The Old Coot is down on PB&J

I watched a celebrity chef on daytime TV demonstrate how to make a peanut butter and jelly sandwich. Except she called it PB&J. It’s yet another acronym forced on us by the invisible “Bureau of Acronyms,” a movement hell bent to replace words with initials; I can’t figure out most of them. 

Government bureaucrats spawn many of them; TSA, CDC, FDA. Ours is a government of alphabet soup, but the corporate and sports world are responsible for many of them as well. It’s like water spilling over a broken dam – GM, IBM, NASCAR, NFL, PGA and the like. 

I began my distaste for acronyms when the company I worked for switched from its actual name (New York State Electric and Gas Corporation) to NYSEG, pronounced “nice-egg.” I didn’t like saying I worked for nice egg; it was always met with, “What’s that?” I’d reply with a simple, “It’s the electric company.” 

Even my company identity was reduced to initials; I was simply MWL on internal memos. In person, I was often referred to a “Young Lessler,” if you can believe that.  
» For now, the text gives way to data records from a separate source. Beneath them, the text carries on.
//! # Submission Gate Tests
//!
//! The credit check sits in front of every upload:
//!
//! ```text
//! [Dashboard] ──submit──→ [Submission Guard] ──balance ok──→ [Task Ledger] ──→ server
//!                                │
//!                                └── balance < 1 ──→ refused, no request
//! ```
//!
//! The server stays the final authority: a stale local balance can let a
//! request through, and the server refuses it.

#[cfg(test)]
mod tests {
    use std::sync::Arc;

    use ic_01_session::SessionApi;
    use ic_02_task_ledger::TaskLedgerApi;
    use shared_types::{ClientError, TaskStatus};

    use crate::integration::server::{count, image, InMemoryServer, TestClient};

    // =========================================================================
    // CREDIT GATE
    // =========================================================================

    #[tokio::test]
    async fn test_zero_balance_makes_no_upload_request() {
        let client = TestClient::logged_in(0).await;

        let (outcome, notice) = client.dashboard.submit(image("a.png"), None).await;

        assert_eq!(
            outcome.unwrap_err(),
            ClientError::InsufficientCredits {
                available: 0,
                required: 1
            }
        );
        assert_eq!(notice.description, "Not enough credits to process image");
        assert_eq!(count(&client.server.calls.create), 0);
        assert!(client.ledger.snapshot().tasks.is_empty());
    }

    #[tokio::test]
    async fn test_balance_stays_stale_until_refreshed() {
        let client = TestClient::logged_in(1).await;
        let guard = client.dashboard.guard();

        let task = guard.submit(image("a.png"), None).await.unwrap();

        assert_eq!(task.status(), TaskStatus::Queued);
        assert_eq!(count(&client.server.calls.create), 1);
        assert_eq!(client.server.credits(), 0);
        // Only an authoritative fetch changes the local balance.
        assert_eq!(client.session.credits(), Some(1));

        assert_eq!(client.session.refresh_credits().await.unwrap(), 0);
        let err = guard.submit(image("b.png"), None).await.unwrap_err();
        assert!(matches!(err, ClientError::InsufficientCredits { .. }));
        assert_eq!(count(&client.server.calls.create), 1);
    }

    #[tokio::test]
    async fn test_dashboard_submit_refreshes_balance() {
        let client = TestClient::logged_in(2).await;

        let (outcome, notice) = client
            .dashboard
            .submit(image("cat.png"), Some("  sepia  ".into()))
            .await;

        let task = outcome.unwrap();
        assert_eq!(notice.description, "Image uploaded successfully");
        assert_eq!(task.metadata(), Some("sepia"));
        assert_eq!(task.image_path(), "uploads/cat.png");

        let view = client.dashboard.view();
        assert_eq!(view.session.credits(), 1);
        assert_eq!(view.ledger.tasks.len(), 1);
        assert_eq!(view.ledger.tasks[0].id(), task.id());
        assert!(!view.uploading);
        assert!(!view.ledger.submitting);
    }

    #[tokio::test]
    async fn test_server_refuses_what_a_stale_balance_lets_through() {
        let client = TestClient::logged_in(1).await;
        let guard = client.dashboard.guard();

        let (first, second) = tokio::join!(
            guard.submit(image("a.png"), None),
            guard.submit(image("b.png"), None)
        );

        let outcomes = [first, second];
        let accepted = outcomes.iter().filter(|o| o.is_ok()).count();
        assert_eq!(accepted, 1);
        let refused = outcomes.iter().find_map(|o| o.as_ref().err()).unwrap();
        match refused {
            ClientError::NetworkOrServer(message) => {
                assert!(message.contains("Not enough credits"))
            }
            other => panic!("unexpected {other:?}"),
        }
        assert_eq!(count(&client.server.calls.create), 2);
        assert_eq!(client.server.credits(), 0);
        assert_eq!(client.ledger.snapshot().tasks.len(), 1);
    }

    #[tokio::test]
    async fn test_logged_out_upload_asks_for_login() {
        let client = TestClient::new(Arc::new(InMemoryServer::new(5)));

        let (outcome, notice) = client.dashboard.submit(image("a.png"), None).await;

        assert_eq!(outcome.unwrap_err(), ClientError::AuthRequired);
        assert_eq!(notice.description, "Please log in to upload images");
        assert_eq!(count(&client.server.calls.create), 0);
    }

    #[tokio::test]
    async fn test_topped_up_balance_unlocks_uploads() {
        let client = TestClient::logged_in(0).await;
        assert!(client.dashboard.guard().check().is_err());

        client.server.set_credits(3);
        client.dashboard.refresh().await.unwrap();

        assert_eq!(client.dashboard.guard().check(), Ok(3));
        let (outcome, _) = client.dashboard.submit(image("a.png"), None).await;
        assert!(outcome.is_ok());
        assert_eq!(client.session.credits(), Some(2));
    }
}
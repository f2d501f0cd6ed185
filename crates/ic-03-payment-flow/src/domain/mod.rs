//! # Domain Layer - Payment Flow
//!
//! - `state`: attempt state machine
//! - `callback`: validation of the untrusted provider payload
//! - `checkout`: options handed to the payment widget

pub mod callback;
pub mod checkout;
pub mod state;

pub use callback::*;
pub use checkout::*;
pub use state::*;
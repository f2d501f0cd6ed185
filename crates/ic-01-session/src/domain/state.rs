//! Session state and its transitions.

use shared_types::{AuthToken, ClientError, ClientResult, Credentials, SessionEpoch, User};

/// The logged-in user together with the token that authenticates them.
#[derive(Debug, Clone)]
pub struct ActiveSession {
    pub user: User,
    pub token: AuthToken,
}

/// Mutable session bookkeeping guarded by `SessionContext`.
#[derive(Debug, Default)]
pub struct SessionState {
    active: Option<ActiveSession>,
    epoch: SessionEpoch,
    refreshes_in_flight: usize,
    last_error: Option<String>,
}

impl SessionState {
    /// Installs a new session and starts a new epoch.
    pub fn install(&mut self, user: User, token: AuthToken) -> SessionEpoch {
        self.epoch = self.epoch.next();
        self.active = Some(ActiveSession { user, token });
        self.last_error = None;
        self.epoch
    }

    /// Drops the session and starts a new epoch. Idempotent apart from the
    /// epoch bump.
    pub fn clear(&mut self) -> SessionEpoch {
        self.epoch = self.epoch.next();
        self.active = None;
        self.last_error = None;
        self.epoch
    }

    pub fn epoch(&self) -> SessionEpoch {
        self.epoch
    }

    /// True while the session that issued a request at `epoch` is still the
    /// active one.
    pub fn is_current(&self, epoch: SessionEpoch) -> bool {
        self.active.is_some() && self.epoch == epoch
    }

    pub fn credentials(&self) -> ClientResult<Credentials> {
        match &self.active {
            Some(active) if !active.token.is_empty() => Ok(Credentials {
                token: active.token.clone(),
                epoch: self.epoch,
            }),
            _ => Err(ClientError::AuthRequired),
        }
    }

    pub fn user(&self) -> Option<&User> {
        self.active.as_ref().map(|a| &a.user)
    }

    /// Replaces the user (and with it the credit balance) with the backend's
    /// view, if the profile was requested under the current epoch.
    ///
    /// Last write wins: no comparison with the previous balance is made.
    pub fn apply_profile(&mut self, epoch: SessionEpoch, user: User) -> ClientResult<u64> {
        if !self.is_current(epoch) {
            return Err(ClientError::AuthRequired);
        }
        let credits = user.credits;
        if let Some(active) = self.active.as_mut() {
            active.user = user;
        }
        self.last_error = None;
        Ok(credits)
    }

    pub fn record_error(&mut self, message: impl Into<String>) {
        self.last_error = Some(message.into());
    }

    pub fn begin_refresh(&mut self) {
        self.refreshes_in_flight += 1;
    }

    pub fn end_refresh(&mut self) {
        self.refreshes_in_flight = self.refreshes_in_flight.saturating_sub(1);
    }

    pub fn snapshot(&self) -> SessionSnapshot {
        SessionSnapshot {
            user: self.user().cloned(),
            epoch: self.epoch,
            refreshing: self.refreshes_in_flight > 0,
            error: self.last_error.clone(),
        }
    }
}

/// Observable session state.
#[derive(Debug, Clone, PartialEq, Eq)]
pub struct SessionSnapshot {
    pub user: Option<User>,
    pub epoch: SessionEpoch,
    pub refreshing: bool,
    pub error: Option<String>,
}

impl SessionSnapshot {
    pub fn is_logged_in(&self) -> bool {
        self.user.is_some()
    }

    /// Balance shown to the user; zero when logged out.
    pub fn credits(&self) -> u64 {
        self.user.as_ref().map(|u| u.credits).unwrap_or(0)
    }
}
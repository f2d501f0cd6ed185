//! # Task Ledger Component
//!
//! Maintains the user's processing tasks as an id-keyed collection that
//! mirrors the backend, and submits new images for processing.
//!
//! ## Architecture
//!
//! ```text
//! ┌─────────────────┐   TaskLedgerApi   ┌──────────────┐   TaskBackend   ┌─────────┐
//! │ Submission Guard│ ─────────────────→│  TaskLedger  │ ───────────────→│ Backend │
//! └─────────────────┘                   └──────┬───────┘                 └─────────┘
//!                                              │ SessionApi
//!                                              ↓
//!                                       ┌──────────────┐
//!                                       │   Session    │
//!                                       └──────────────┘
//! ```
//!
//! ## Invariants
//!
//! - Tasks are identified by id; the collection never holds duplicates.
//! - A task's status only moves forward. Backend reports that would move it
//!   backwards are flagged in `LedgerSnapshot::regressions` and not applied.
//! - A listing issued before an already-applied listing is ignored.
//! - A task created after a listing was issued survives that listing.
//! - Responses for an ended session are dropped.

pub mod domain;
pub mod ports;
pub mod service;

pub use domain::*;
pub use ports::inbound::TaskLedgerApi;
pub use ports::outbound::TaskBackend;
pub use service::TaskLedger;
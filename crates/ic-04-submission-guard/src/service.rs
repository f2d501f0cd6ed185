//! # Submission Guard
//!
//! Client-side credit pre-check in front of `TaskLedgerApi::create_task`.
//! The check only saves a round trip: the backend re-validates and
//! decrements the balance atomically, so two submissions racing past the
//! check are resolved there.

use std::sync::atomic::{AtomicUsize, Ordering};
use std::sync::Arc;

use ic_01_session::SessionApi;
use ic_02_task_ledger::{ImageUpload, TaskLedgerApi};
use shared_types::{ClientError, ClientResult, Task};
use tracing::{debug, info};

use crate::domain::Notice;

/// Credits a task costs unless configured otherwise.
pub const DEFAULT_MIN_CREDITS: u64 = 1;

pub struct SubmissionGuard {
    session: Arc<dyn SessionApi>,
    ledger: Arc<dyn TaskLedgerApi>,
    min_credits: u64,
    uploads_in_flight: AtomicUsize,
}

struct Uploading<'a>(&'a AtomicUsize);

impl<'a> Uploading<'a> {
    fn start(counter: &'a AtomicUsize) -> Self {
        counter.fetch_add(1, Ordering::SeqCst);
        Self(counter)
    }
}

impl Drop for Uploading<'_> {
    fn drop(&mut self) {
        self.0.fetch_sub(1, Ordering::SeqCst);
    }
}

impl SubmissionGuard {
    pub fn new(session: Arc<dyn SessionApi>, ledger: Arc<dyn TaskLedgerApi>) -> Self {
        Self {
            session,
            ledger,
            min_credits: DEFAULT_MIN_CREDITS,
            uploads_in_flight: AtomicUsize::new(0),
        }
    }

    pub fn with_min_credits(mut self, min_credits: u64) -> Self {
        self.min_credits = min_credits;
        self
    }

    pub fn min_credits(&self) -> u64 {
        self.min_credits
    }

    /// Checks the locally known balance.
    ///
    /// # Errors
    /// - `AuthRequired`: nobody is logged in
    /// - `InsufficientCredits`: balance below the threshold
    pub fn check(&self) -> ClientResult<u64> {
        let available = self.session.credits().ok_or(ClientError::AuthRequired)?;
        if available < self.min_credits {
            return Err(ClientError::InsufficientCredits {
                available,
                required: self.min_credits,
            });
        }
        Ok(available)
    }

    /// Submits an image if the balance allows it. A refused submission makes
    /// no backend call.
    pub async fn submit(&self, image: ImageUpload, metadata: Option<String>) -> ClientResult<Task> {
        let available = match self.check() {
            Ok(available) => available,
            Err(err) => {
                debug!(error = %err, file = image.file_name(), "submission refused before upload");
                return Err(err);
            }
        };

        let _uploading = Uploading::start(&self.uploads_in_flight);
        info!(file = image.file_name(), bytes = image.len(), available, "uploading image");
        self.ledger.create_task(image, metadata).await
    }

    /// `submit` plus the notice to show for its outcome.
    pub async fn submit_with_notice(
        &self,
        image: ImageUpload,
        metadata: Option<String>,
    ) -> (ClientResult<Task>, Notice) {
        let outcome = self.submit(image, metadata).await;
        let notice = Notice::for_submission(&outcome);
        (outcome, notice)
    }

    pub fn is_uploading(&self) -> bool {
        self.uploads_in_flight.load(Ordering::SeqCst) > 0
    }
}
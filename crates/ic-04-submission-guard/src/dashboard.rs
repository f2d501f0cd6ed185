//! # Dashboard
//!
//! Wires the session, ledger, payment flow and guard together for one
//! logged-in user, the way a front-end page drives them.

use std::sync::Arc;

use ic_01_session::{SessionApi, SessionContext, SessionSnapshot};
use ic_02_task_ledger::{ImageUpload, LedgerSnapshot, TaskLedgerApi};
use ic_03_payment_flow::{PaymentApi, PaymentSnapshot};
use shared_types::{ClientResult, PaymentOrder, Task};
use tracing::{info, warn};

use crate::domain::Notice;
use crate::service::SubmissionGuard;

/// Everything a front-end renders.
#[derive(Debug, Clone, PartialEq, Eq)]
pub struct DashboardView {
    pub session: SessionSnapshot,
    pub ledger: LedgerSnapshot,
    pub payment: PaymentSnapshot,
    pub uploading: bool,
}

pub struct Dashboard {
    session: Arc<SessionContext>,
    ledger: Arc<dyn TaskLedgerApi>,
    payments: Arc<dyn PaymentApi>,
    guard: SubmissionGuard,
}

impl Dashboard {
    pub fn new(
        session: Arc<SessionContext>,
        ledger: Arc<dyn TaskLedgerApi>,
        payments: Arc<dyn PaymentApi>,
        min_credits: u64,
    ) -> Self {
        let guard = SubmissionGuard::new(session.clone(), ledger.clone())
            .with_min_credits(min_credits);
        Self {
            session,
            ledger,
            payments,
            guard,
        }
    }

    pub fn session(&self) -> &Arc<SessionContext> {
        &self.session
    }

    pub fn guard(&self) -> &SubmissionGuard {
        &self.guard
    }

    /// Guarded submission. A successful upload is followed by a balance
    /// refresh so the server-side debit becomes visible.
    pub async fn submit(
        &self,
        image: ImageUpload,
        metadata: Option<String>,
    ) -> (ClientResult<Task>, Notice) {
        let (outcome, notice) = self.guard.submit_with_notice(image, metadata).await;
        if outcome.is_ok() {
            if let Err(err) = self.session.refresh_credits().await {
                warn!(error = %err, "credit refresh after upload failed");
            }
        }
        (outcome, notice)
    }

    /// Re-fetches tasks and balance concurrently.
    ///
    /// Both requests run to completion; the first error is returned.
    pub async fn refresh(&self) -> ClientResult<DashboardView> {
        let (tasks, credits) = tokio::join!(self.ledger.fetch_tasks(), self.session.refresh_credits());
        tasks?;
        credits?;
        Ok(self.view())
    }

    pub async fn top_up(&self, amount: u64) -> ClientResult<PaymentOrder> {
        self.payments.create_payment(amount).await
    }

    /// Ends the session and forgets everything that belonged to it.
    pub fn logout(&self) {
        self.session.logout();
        self.ledger.clear();
        self.payments.reset();
        info!("dashboard cleared");
    }

    pub fn view(&self) -> DashboardView {
        DashboardView {
            session: self.session.snapshot(),
            ledger: self.ledger.snapshot(),
            payment: self.payments.snapshot(),
            uploading: self.guard.is_uploading(),
        }
    }
}
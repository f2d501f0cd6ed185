//! # Payment Flow Component
//!
//! Credit top-ups. The client never grants credits itself: it creates an
//! order, relays the provider's callback to the backend for verification and
//! then re-reads the balance.
//!
//! ## Trust boundaries
//!
//! | Input | Treatment |
//! |-------|-----------|
//! | Create-order response | Authoritative for amount and currency |
//! | Provider callback | Untrusted JSON; validated and matched to the open order |
//! | Verify response | Marks the attempt verified; `credits_added` is informational |
//! | Balance | Only from `SessionApi::refresh_credits` |

pub mod domain;
pub mod ports;
pub mod service;

pub use domain::*;
pub use ports::inbound::PaymentApi;
pub use ports::outbound::{
    PaymentBackend, PaymentWidget, VerifyPaymentRequest, VerifyPaymentResponse, WidgetError,
};
pub use service::{PaymentFlow, ProviderHandler};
So, when the celebrity chef started her demo of making a “PB&J,” my hackles went up. They stayed up as she started the process with fresh strawberries and a blender. They went off the chart when pickles were placed on top of the peanut butter. 

Peanut butter and jelly sandwiches are sacred to me – still one of my go-to food items, unchanged in make-up and name from the peanut butter and jelly sandwiches my friend Sherwood and I packed in our army surplus knapsacks and headed into the woods on a hike. 

The first thing we did, when out of sight of our mothers, was to plop down and dig into our knapsacks and devour those sandwiches, washing them down with milk from a metal canteen (also WWll surplus) that leached into the milk, giving it an unforgettable metallic taste. 

Some things, and names, should never be changed. Peanut butter & jelly is at the top of the list. A wonderful concoction, introduced to the world by Julia Davis Chandler in 1901, not called PB&J then, not until sometime in the 1960’s, but still called by the proper name by most of us old coots.

Old coots have only one request of society, “Leave us and our “stuff” alone!” Starting with peanut butter and jelly sandwiches. 

Next on the list are Oreo cookies, introduced to the world in 1912. And although there are variations on grocery store shelves, the original version is still there. Snickers candy bars, born in 1930, have sustained the same taste, but not the same, five-cent price I paid when I was a kid. Mars Candy Company learned from the great Coca Cola debacle of 1985, when “New Coke” was introduced. It took only 79 days of customer revolt to get the CEO to back down and return to the original recipe. 

I can only hope the corporate world will start paying attention. “Don’t mess with success!” (Or my stuff!)